I really hope the movie is a kind of satire for this time when Nigeria is getting ready for an election. I believe that those in the entertainment industry have a moral obligation to be opinion shapers and cultural messengers, not just national consciences. A good example I often refer to is how the Christian Jesus has been described as the best-known figure in history. If Jesus’ name was brought up in any conversation, the question “Who is Jesus?” would inevitably sound ridiculous. Most people, including those who don’t believe in him, think they have a pretty good idea of what Jesus looks like. They think Jesus had long hair, dressed in white, and was tall. Yet, the most fundamental depictions of Jesus in popular culture are almost certainly inaccurate. Hollywood has done a remarkable job of changing the way billions of people around the world think about Jesus.

The Nigerian movie industry, nicknamed “Nollywood,” needs to take their role of propagating culture seriously. It has the potential to tell stories that we have long forgotten and that many of us have never heard before. I am reminded of the story of the town of Aiyetoro that I read many years ago.

Incidentally, I had been forced to watch snippets of the movie “Jenifa” three years before in 2008. The film was primarily a comedy in which Jenifa from Aiyetoro arrived at the university as a naive, impressionable Sulia and left as a sophisticated bottom lady Jenifa. “Gbogbo Bigs Girls” is made to look cool. The suggestible comes away with the feeling that if you are poor and you go to the university, you will be pimped and handed on a platter to some predator to have his way with you — rewardingly, of course.
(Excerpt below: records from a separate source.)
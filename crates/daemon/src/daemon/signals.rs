//! Stop on SIGINT/SIGTERM

use tokio::task::JoinHandle;
use tokio_util::sync::CancellationToken;
use tracing::info;

use crate::error::DaemonError;

/// Run `stop` when the process receives an interrupt or terminate signal
///
/// The listener exits without calling `stop` once `shutdown` is cancelled.
/// On unix both handlers are installed before this returns, so a signal that
/// arrives right after `start` is not lost. Elsewhere only Ctrl-C is watched,
/// from inside the listener task.
pub(crate) fn listen<F>(shutdown: CancellationToken, stop: F) -> Result<JoinHandle<()>, DaemonError>
where
    F: FnOnce() + Send + 'static,
{
    #[cfg(unix)]
    let (mut interrupt, mut terminate) = {
        use tokio::signal::unix::{signal, SignalKind};
        (
            signal(SignalKind::interrupt()).map_err(DaemonError::Signal)?,
            signal(SignalKind::terminate()).map_err(DaemonError::Signal)?,
        )
    };

    Ok(tokio::spawn(async move {
        #[cfg(unix)]
        let (interrupted, terminated) = (interrupt.recv(), terminate.recv());
        #[cfg(not(unix))]
        let (interrupted, terminated) = (tokio::signal::ctrl_c(), std::future::pending::<Option<()>>());

        tokio::select! {
            biased;
            _ = shutdown.cancelled() => return,
            _ = interrupted => info!(signal = "SIGINT", "Received shutdown signal"),
            _ = terminated => info!(signal = "SIGTERM", "Received shutdown signal"),
        }

        stop();
    }))
}
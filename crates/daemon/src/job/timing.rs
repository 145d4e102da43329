//! Timing records

use std::time::{Duration, Instant};

use chrono::{DateTime, Utc};
use serde::Serialize;

/// Wall-clock duration of one job, handed to the `complete` hook
#[derive(Debug, Clone, Copy, PartialEq, Serialize)]
pub struct Timing {
    /// When the worker was constructed
    pub started_at: DateTime<Utc>,

    /// Time from worker construction to the mapped output
    pub elapsed: Duration,
}

impl Timing {
    /// Start measuring
    pub fn start() -> Stopwatch {
        Stopwatch {
            started_at: Utc::now(),
            instant: Instant::now(),
        }
    }

    /// Elapsed seconds as a float
    pub fn real(&self) -> f64 {
        self.elapsed.as_secs_f64()
    }

    pub fn elapsed_ms(&self) -> u128 {
        self.elapsed.as_millis()
    }
}

/// A running measurement; [`Stopwatch::stop`] turns it into a [`Timing`]
#[derive(Debug)]
pub struct Stopwatch {
    started_at: DateTime<Utc>,
    instant: Instant,
}

impl Stopwatch {
    pub fn stop(self) -> Timing {
        Timing {
            started_at: self.started_at,
            elapsed: self.instant.elapsed(),
        }
    }
}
At best, the watcher goes away with “the bad girls don’t win, but the good girls don’t either.”

Funke Akindele, now running for the post of the deputy governor of a state that used to be the nation’s capital and effectively the fifth largest economy in Africa, built her entire career on that movie. The movie was so influential that at the mention of “Sulia kan,” “Aiyetoro kan” followed (One Sulia, One Aiyetoro ). Such is her claim to represent Aiyetoro.

But after reading about Aiyetoro, I considered it disrespectful for the Sulia character to represent such a town. It was founded in 1947 by a small group of the Cherubim and Seraphim Society, which is part of the Aladura religious movement (a charismatic Christian movement having affinities with Pentecostalism). After violent clashes with members of the Oro cult, they had fled their previous dwellings. Aiyetoro, loosely translated to mean “happy city,” was popularly known for its adoption and practice of communism in the late 1940s. In Aiyetoro , the Christians ensured that there was public ownership of all investments. The day opened with worship in the church or in the palace courtyard and sometimes ended with a form of communion meal. The traditional extended family was abolished, and all activities organized along family lines were discouraged.
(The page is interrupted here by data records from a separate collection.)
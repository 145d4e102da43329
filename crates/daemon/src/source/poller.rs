//! Polling job source with exponential backoff
//!
//! Idle polls grow the wait interval up to a ceiling; a poll that returns a
//! message resets it to the minimum.

use std::future::Future;
use std::pin::Pin;
use std::sync::Arc;
use std::time::Duration;

use async_trait::async_trait;
use parking_lot::Mutex;
use serde::{Deserialize, Serialize};
use tracing::trace;

use super::JobSource;
use crate::config::millis::duration_millis;
use crate::error::WrappedError;

/// Polling configuration
#[derive(Debug, Clone, Serialize, Deserialize, PartialEq)]
pub struct PollerConfig {
    /// Wait after a poll that found nothing, right after a hit
    #[serde(with = "duration_millis")]
    pub min_interval: Duration,

    /// Ceiling for the idle wait
    #[serde(with = "duration_millis")]
    pub max_interval: Duration,

    /// Growth factor for each consecutive empty poll
    pub backoff_multiplier: f64,
}

impl Default for PollerConfig {
    fn default() -> Self {
        Self {
            min_interval: Duration::from_millis(100),
            max_interval: Duration::from_secs(5),
            backoff_multiplier: 1.5,
        }
    }
}

impl PollerConfig {
    pub fn new() -> Self {
        Self::default()
    }

    pub fn with_min_interval(mut self, interval: Duration) -> Self {
        self.min_interval = interval;
        self
    }

    pub fn with_max_interval(mut self, interval: Duration) -> Self {
        self.max_interval = interval;
        self
    }

    /// Set backoff multiplier (clamped to at least 1.0)
    pub fn with_backoff_multiplier(mut self, multiplier: f64) -> Self {
        self.backoff_multiplier = multiplier.max(1.0);
        self
    }

    /// The interval following `current`, capped at `max_interval`
    ///
    /// Multipliers below 1.0 or not finite are treated as 1.0, whatever
    /// the fields were set to.
    pub fn next_interval(&self, current: Duration) -> Duration {
        let multiplier = if self.backoff_multiplier.is_finite() {
            self.backoff_multiplier.max(1.0)
        } else {
            1.0
        };

        Duration::try_from_secs_f64(current.as_secs_f64() * multiplier)
            .unwrap_or(self.max_interval)
            .min(self.max_interval)
    }

    /// Wait after `failures` consecutive failures (1-based)
    pub fn delay_after(&self, failures: u32) -> Duration {
        let mut delay = self.min_interval.min(self.max_interval);
        for _ in 1..failures {
            let next = self.next_interval(delay);
            if next == delay {
                break;
            }
            delay = next;
        }
        delay
    }
}

type FetchFuture<T> = Pin<Box<dyn Future<Output = Result<Option<T>, WrappedError>> + Send>>;
type Fetch<T> = Arc<dyn Fn() -> FetchFuture<T> + Send + Sync>;

/// Job source that polls an async fetch function
///
/// `fetch` returns `Ok(None)` when nothing is available; the source then
/// sleeps for the current backoff interval and polls again. The source is
/// never exhausted. Fetch errors are returned to the caller without
/// touching the backoff state.
pub struct PollingSource<T> {
    fetch: Fetch<T>,
    config: PollerConfig,
    current_interval: Mutex<Duration>,
}

impl<T: Send + 'static> PollingSource<T> {
    pub fn new<F, Fut>(config: PollerConfig, fetch: F) -> Self
    where
        F: Fn() -> Fut + Send + Sync + 'static,
        Fut: Future<Output = Result<Option<T>, WrappedError>> + Send + 'static,
    {
        Self {
            fetch: Arc::new(move || Box::pin(fetch()) as FetchFuture<T>),
            current_interval: Mutex::new(config.min_interval),
            config,
        }
    }

    pub fn current_interval(&self) -> Duration {
        *self.current_interval.lock()
    }

    pub fn config(&self) -> &PollerConfig {
        &self.config
    }

    fn reset_backoff(&self) {
        *self.current_interval.lock() = self.config.min_interval;
    }

    /// Grow the interval and return the wait before the next poll
    fn increase_backoff(&self) -> Duration {
        let mut current = self.current_interval.lock();
        let wait = *current;
        *current = self.config.next_interval(wait);
        wait
    }
}

#[async_trait]
impl<T: Send + Sync + 'static> JobSource for PollingSource<T> {
    type Message = T;

    async fn receive(&self) -> Result<Option<T>, WrappedError> {
        loop {
            if let Some(message) = (self.fetch)().await? {
                self.reset_backoff();
                return Ok(Some(message));
            }

            let wait = self.increase_backoff();
            trace!(interval_ms = wait.as_millis() as u64, "Nothing to receive, backing off");
            tokio::time::sleep(wait).await;
        }
    }
}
According to newspapers, the town was so popular that it attracted the attention of Chief Obafemi Awolowo, the first premier of the Western Region and later federal commissioner for finance. Even more, the communist world in the 1950s, particularly the Union of Soviet Socialist Republics (USSR), became intrigued. This town of less than 3000 people had many students educated through a bilateral agreement with countries like Eastern Germany and Hungary.
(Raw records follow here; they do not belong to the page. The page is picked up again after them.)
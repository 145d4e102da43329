//! Error taxonomy for the daemon engine
//!
//! - [`ConfigurationError`] - a required collaborator or option is missing
//! - [`JobError`] - a single job failed while receiving, mapping or working
//! - [`DaemonError`] - anything that escapes [`Daemon::start`](crate::Daemon::start)
//! - [`WrappedError`] - decorated failure carrying the original cause and context
//!
//! Timeout and scheduling failures live next to the code that raises them:
//! [`TimeoutError`] and [`SchedulingError`](crate::pool::SchedulingError).

use std::error::Error as StdError;
use std::fmt;

use serde_json::Value;

use crate::daemon::DaemonStatus;
use crate::reliability::TimeoutError;

/// Boxed error used as the original cause of a [`WrappedError`]
pub type BoxError = Box<dyn StdError + Send + Sync + 'static>;

/// Missing or invalid configuration. Always fatal at the call site.
#[derive(Debug, thiserror::Error)]
pub enum ConfigurationError {
    /// A required option is absent or falsy
    #[error("the option {0} is required but isn't set")]
    MissingOption(String),

    /// No job source was given to the builder
    #[error("no job source configured")]
    MissingSource,

    /// No mapper factory was given to the builder
    #[error("no mapper configured")]
    MissingMapper,

    /// No worker factory was given to the builder
    #[error("no worker configured")]
    MissingWorker,

    /// Construction arguments could not be applied to the target type
    #[error("invalid arguments: {0}")]
    InvalidArguments(#[source] serde_json::Error),
}

/// Error wrapper that attaches the original cause and arbitrary parameters
///
/// Workers typically use this to attach their input to a failure so the
/// error hook can report it.
///
/// # Example
///
/// ```
/// use jobd_daemon::WrappedError;
/// use serde_json::json;
///
/// let io = std::io::Error::new(std::io::ErrorKind::Other, "disk full");
/// let error = WrappedError::from_error(io, Some(json!({"path": "/tmp/out"})));
///
/// assert_eq!(error.to_string(), "disk full");
/// assert!(error.original_error().is_some());
/// assert_eq!(error.parameters(), Some(&json!({"path": "/tmp/out"})));
/// ```
#[derive(Debug)]
pub struct WrappedError {
    message: String,
    error_type: Option<String>,
    parameters: Option<Value>,
    original_error: Option<BoxError>,
}

impl WrappedError {
    /// Create an error with only a message
    pub fn new(message: impl Into<String>) -> Self {
        Self {
            message: message.into(),
            error_type: None,
            parameters: None,
            original_error: None,
        }
    }

    /// Wrap an existing error, keeping its message
    pub fn from_error<E>(error: E, parameters: Option<Value>) -> Self
    where
        E: StdError + Send + Sync + 'static,
    {
        Self {
            message: error.to_string(),
            error_type: None,
            parameters,
            original_error: Some(Box::new(error)),
        }
    }

    /// Attach the original cause
    pub fn with_original_error(mut self, error: impl Into<BoxError>) -> Self {
        self.original_error = Some(error.into());
        self
    }

    /// Attach context parameters
    pub fn with_parameters(mut self, parameters: Value) -> Self {
        self.parameters = Some(parameters);
        self
    }

    /// Set the error type used by retry policies
    pub fn with_type(mut self, error_type: impl Into<String>) -> Self {
        self.error_type = Some(error_type.into());
        self
    }

    pub fn message(&self) -> &str {
        &self.message
    }

    pub fn error_type(&self) -> Option<&str> {
        self.error_type.as_deref()
    }

    pub fn parameters(&self) -> Option<&Value> {
        self.parameters.as_ref()
    }

    pub fn original_error(&self) -> Option<&(dyn StdError + Send + Sync + 'static)> {
        self.original_error.as_deref()
    }
}

impl fmt::Display for WrappedError {
    fn fmt(&self, f: &mut fmt::Formatter<'_>) -> fmt::Result {
        write!(f, "{}", self.message)
    }
}

impl StdError for WrappedError {
    fn source(&self) -> Option<&(dyn StdError + 'static)> {
        self.original_error
            .as_deref()
            .map(|e| e as &(dyn StdError + 'static))
    }
}

impl From<anyhow::Error> for WrappedError {
    fn from(err: anyhow::Error) -> Self {
        Self {
            message: err.to_string(),
            error_type: None,
            parameters: None,
            original_error: Some(err.into()),
        }
    }
}

/// Classification of a [`JobError`]
#[derive(Debug, Clone, Copy, PartialEq, Eq)]
pub enum JobErrorKind {
    Source,
    Mapper,
    Worker,
    Timeout,
    NotImplemented,
}

impl JobErrorKind {
    pub fn as_str(&self) -> &'static str {
        match self {
            Self::Source => "source",
            Self::Mapper => "mapper",
            Self::Worker => "worker",
            Self::Timeout => "timeout",
            Self::NotImplemented => "not_implemented",
        }
    }
}

impl fmt::Display for JobErrorKind {
    fn fmt(&self, f: &mut fmt::Formatter<'_>) -> fmt::Result {
        f.write_str(self.as_str())
    }
}

/// Failure of a single job, routed through the daemon's error hook
#[derive(Debug, thiserror::Error)]
pub enum JobError {
    /// The job source failed to deliver a message
    #[error("receive failed: {0}")]
    Source(#[source] WrappedError),

    /// Input or output mapping failed
    #[error("mapper failed: {0}")]
    Mapper(#[source] WrappedError),

    /// The worker failed
    #[error("worker failed: {0}")]
    Worker(#[source] WrappedError),

    /// The worker exceeded the per-job deadline
    #[error(transparent)]
    Timeout(#[from] TimeoutError),

    /// The worker does not override `process`
    #[error("you must implement Worker::process yourself")]
    NotImplemented,
}

impl JobError {
    pub fn kind(&self) -> JobErrorKind {
        match self {
            Self::Source(_) => JobErrorKind::Source,
            Self::Mapper(_) => JobErrorKind::Mapper,
            Self::Worker(_) => JobErrorKind::Worker,
            Self::Timeout(_) => JobErrorKind::Timeout,
            Self::NotImplemented => JobErrorKind::NotImplemented,
        }
    }

    pub fn is_timeout(&self) -> bool {
        matches!(self, Self::Timeout(_))
    }

    /// Error type consulted by [`RetryPolicy`](crate::RetryPolicy)
    ///
    /// Wrapped errors report their own type when set, everything else
    /// reports its kind.
    pub fn error_type(&self) -> &str {
        match self {
            Self::Source(e) | Self::Mapper(e) | Self::Worker(e) => {
                e.error_type().unwrap_or(self.kind().as_str())
            }
            _ => self.kind().as_str(),
        }
    }

    /// The decorated error behind this failure, if any
    pub fn wrapped(&self) -> Option<&WrappedError> {
        match self {
            Self::Source(e) | Self::Mapper(e) | Self::Worker(e) => Some(e),
            _ => None,
        }
    }
}

impl From<WrappedError> for JobError {
    fn from(err: WrappedError) -> Self {
        Self::Worker(err)
    }
}

impl From<anyhow::Error> for JobError {
    fn from(err: anyhow::Error) -> Self {
        Self::Worker(err.into())
    }
}

/// Errors escaping the daemon lifecycle
#[derive(Debug, thiserror::Error)]
pub enum DaemonError {
    #[error(transparent)]
    Configuration(#[from] ConfigurationError),

    /// A job failure the error hook chose not to recover from
    #[error(transparent)]
    Job(#[from] JobError),

    /// Lifecycle method called in the wrong state
    #[error("cannot {action} a daemon that is {status}")]
    InvalidState {
        action: &'static str,
        status: DaemonStatus,
    },

    /// A lifecycle hook failed
    #[error("hook failed: {0}")]
    Hook(String),

    /// An execution context panicked
    #[error("execution context {context} panicked")]
    ContextPanicked { context: usize },

    /// Signal handlers could not be installed
    #[error("failed to install signal handler: {0}")]
    Signal(#[source] std::io::Error),
}

impl DaemonError {
    /// Create a hook failure
    pub fn hook(message: impl Into<String>) -> Self {
        Self::Hook(message.into())
    }

    /// The job failure behind this error, if any
    pub fn as_job_error(&self) -> Option<&JobError> {
        match self {
            Self::Job(e) => Some(e),
            _ => None,
        }
    }
}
Before then, one of these people’s most notable accomplishments was the construction of a ten-kilometer canal connecting the village to the then-inland waterways. They did not wait for development to come to them; instead, they created it.

It’s 2023, and Aiyetoro, like the rest of Nigeria, has taken a sharp turn for the worst. I admit that there is nothing associated with communism that lasts, still it’s harrowing that it’s Sulia, our heroine, who proudly waves the flag of this once-busy town.

And this is where the movie industry is needed. It is necessary to bring to our attention that there are stories in the past to be told with real significance to the present, not only the drab, monotonous swaying of body parts.